Bees and seas

On Saturday 31st and Sunday 1st the IsamBards – Pameli Beham, Deborah Harvey, myself and David Johnson (in that order in the pic) –  will be leading poetry walks at Bristol University Botanic Garden, one at 11.00 another at 2.00.

The theme is bees and pollination. If there really are such things as eco-poems, as distinct from concerned nature poems, then this will be eco-poetry in action. We’ll be taking people round the gardens and reading/performing poems with bees and other pollinators in them. This as part of the Botanic Garden’s Bee and Pollination Festival

Not unconnected at all was the artist Luke Jerram’s installation Gaia   ‘Look how much of it is sea,’ we all said. And if for centuries there have been lots of bees in poems, think how much ocean there is too, from the Odyssey to Alice Oswald.

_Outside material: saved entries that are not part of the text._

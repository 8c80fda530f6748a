//! Persisted (encoder, classifier) pairs.
//!
//! The classifier's weights only make sense next to the encoder that produced its columns, so the
//! two halves are always written and read together. Both halves carry the encoder fingerprint; a
//! pair whose fingerprints or widths disagree is refused at load time.

use std::io::Write;
use std::path::{Path, PathBuf};

use serde::{Deserialize, Serialize};
use thiserror::Error;

use crate::ml::encoder::FeatureEncoder;
use crate::ml::logreg::{LogRegError, LogRegModel};
use crate::schema::FeatureSchema;

/// Current on-disk artifact layout.
pub const ARTIFACT_FORMAT_VERSION: i64 = 1;

#[derive(Debug, Error)]
pub enum ArtifactError {
    #[error("failed to read artifact {path}: {source}")]
    Read {
        path: PathBuf,
        source: std::io::Error,
    },
    #[error("failed to write artifact {path}: {source}")]
    Write {
        path: PathBuf,
        source: std::io::Error,
    },
    #[error("invalid artifact {path}: {source}")]
    Parse {
        path: PathBuf,
        source: serde_json::Error,
    },
    #[error("failed to serialize artifact: {0}")]
    Serialize(#[from] serde_json::Error),
    #[error("unsupported artifact format_version {0} (expected {ARTIFACT_FORMAT_VERSION})")]
    UnsupportedVersion(i64),
    #[error("encoder and model do not belong together: {0}")]
    Mismatch(String),
    #[error(transparent)]
    Model(#[from] LogRegError),
}

/// Where an artifact lives: one bundle file, or two files written as a pair.
#[derive(Debug, Clone, PartialEq, Eq, Serialize, Deserialize)]
#[serde(untagged)]
pub enum ArtifactLocation {
    Split {
        encoder_path: PathBuf,
        model_path: PathBuf,
    },
    Bundle {
        path: PathBuf,
    },
}

impl ArtifactLocation {
    pub fn bundle(path: impl Into<PathBuf>) -> Self {
        ArtifactLocation::Bundle { path: path.into() }
    }
}

impl std::fmt::Display for ArtifactLocation {
    fn fmt(&self, f: &mut std::fmt::Formatter<'_>) -> std::fmt::Result {
        match self {
            ArtifactLocation::Bundle { path } => write!(f, "{}", path.display()),
            ArtifactLocation::Split {
                encoder_path,
                model_path,
            } => write!(f, "{} + {}", encoder_path.display(), model_path.display()),
        }
    }
}

/// A fitted encoder and the classifier trained on its columns.
#[derive(Debug, Clone, PartialEq, Serialize, Deserialize)]
pub struct TrainedArtifact {
    pub format_version: i64,
    pub encoder: FeatureEncoder,
    pub model: LogRegModel,
}

impl TrainedArtifact {
    /// Pair an encoder with its model, stamping the model with the encoder fingerprint.
    pub fn new(encoder: FeatureEncoder, mut model: LogRegModel) -> Result<Self, ArtifactError> {
        model.encoder_fingerprint = Some(encoder.fingerprint());
        let artifact = Self {
            format_version: ARTIFACT_FORMAT_VERSION,
            encoder,
            model,
        };
        artifact.validate()?;
        Ok(artifact)
    }

    pub fn schema(&self) -> &FeatureSchema {
        self.encoder.schema()
    }

    pub fn validate(&self) -> Result<(), ArtifactError> {
        if self.format_version != ARTIFACT_FORMAT_VERSION {
            return Err(ArtifactError::UnsupportedVersion(self.format_version));
        }
        self.model.validate()?;
        if self.model.feature_dim != self.encoder.width() {
            return Err(ArtifactError::Mismatch(format!(
                "model expects {} features, encoder produces {}",
                self.model.feature_dim,
                self.encoder.width()
            )));
        }
        let expected = self.encoder.fingerprint();
        match self.model.encoder_fingerprint.as_deref() {
            Some(found) if found == expected => Ok(()),
            Some(found) => Err(ArtifactError::Mismatch(format!(
                "model fingerprint {found} != encoder fingerprint {expected}"
            ))),
            None => Err(ArtifactError::Mismatch(
                "model carries no encoder fingerprint".to_string(),
            )),
        }
    }
}

#[derive(Serialize, Deserialize)]
struct EncoderHalf {
    format_version: i64,
    fingerprint: String,
    encoder: FeatureEncoder,
}

#[derive(Serialize, Deserialize)]
struct ModelHalf {
    format_version: i64,
    model: LogRegModel,
}

/// Write an artifact; each file is replaced atomically.
pub fn save(artifact: &TrainedArtifact, location: &ArtifactLocation) -> Result<(), ArtifactError> {
    artifact.validate()?;
    match location {
        ArtifactLocation::Bundle { path } => {
            write_atomic(path, &serde_json::to_vec_pretty(artifact)?)
        }
        ArtifactLocation::Split {
            encoder_path,
            model_path,
        } => {
            let encoder = EncoderHalf {
                format_version: artifact.format_version,
                fingerprint: artifact.encoder.fingerprint(),
                encoder: artifact.encoder.clone(),
            };
            let model = ModelHalf {
                format_version: artifact.format_version,
                model: artifact.model.clone(),
            };
            write_atomic(encoder_path, &serde_json::to_vec_pretty(&encoder)?)?;
            write_atomic(model_path, &serde_json::to_vec_pretty(&model)?)
        }
    }
}

/// Read and validate an artifact.
pub fn load(location: &ArtifactLocation) -> Result<TrainedArtifact, ArtifactError> {
    let artifact = match location {
        ArtifactLocation::Bundle { path } => read_json::<TrainedArtifact>(path)?,
        ArtifactLocation::Split {
            encoder_path,
            model_path,
        } => {
            let encoder: EncoderHalf = read_json(encoder_path)?;
            let model: ModelHalf = read_json(model_path)?;
            if encoder.format_version != model.format_version {
                return Err(ArtifactError::Mismatch(format!(
                    "encoder format_version {} != model format_version {}",
                    encoder.format_version, model.format_version
                )));
            }
            if encoder.fingerprint != encoder.encoder.fingerprint() {
                return Err(ArtifactError::Mismatch(format!(
                    "{} was edited after it was written",
                    encoder_path.display()
                )));
            }
            TrainedArtifact {
                format_version: encoder.format_version,
                encoder: encoder.encoder,
                model: model.model,
            }
        }
    };
    artifact.validate()?;
    Ok(artifact)
}

fn read_json<T: serde::de::DeserializeOwned>(path: &Path) -> Result<T, ArtifactError> {
    let bytes = std::fs::read(path).map_err(|source| ArtifactError::Read {
        path: path.to_path_buf(),
        source,
    })?;
    serde_json::from_slice(&bytes).map_err(|source| ArtifactError::Parse {
        path: path.to_path_buf(),
        source,
    })
}

fn write_atomic(path: &Path, bytes: &[u8]) -> Result<(), ArtifactError> {
    let write_err = |source| ArtifactError::Write {
        path: path.to_path_buf(),
        source,
    };
    let dir = match path.parent() {
        Some(parent) if !parent.as_os_str().is_empty() => parent,
        _ => Path::new("."),
    };
    std::fs::create_dir_all(dir).map_err(write_err)?;
    let mut tmp = tempfile::NamedTempFile::new_in(dir).map_err(write_err)?;
    tmp.write_all(bytes).map_err(write_err)?;
    tmp.as_file().sync_all().map_err(write_err)?;
    tmp.persist(path).map_err(|err| write_err(err.error))?;
    Ok(())
}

There was an interesting article in the spring issue of Poetry Review by Inger Christensen translated by Sussana Nied, The Dream of a City, in which the Swedish writer Göran Palm is quoted as saying ‘Why write about horses when we know most farmers have tractors?’ Christensen takes this a step further (to point out that this is nonsense) and asks ‘Why write about nature at all when most people live in cities?’ Of course we live on a globe that is more ocean than land, and we are polluting both. On the land, which depends on the sea, we depend on bees and other pollinators, whose habitats we are depleting. Our disregard for the natural world threatens our food supply and much else. And that we are a menace to ourselves and other living things on Earth is one answer to the question ‘why write about nature?’

Come and join us among the flowers and plants and their pollinators the weekend after next.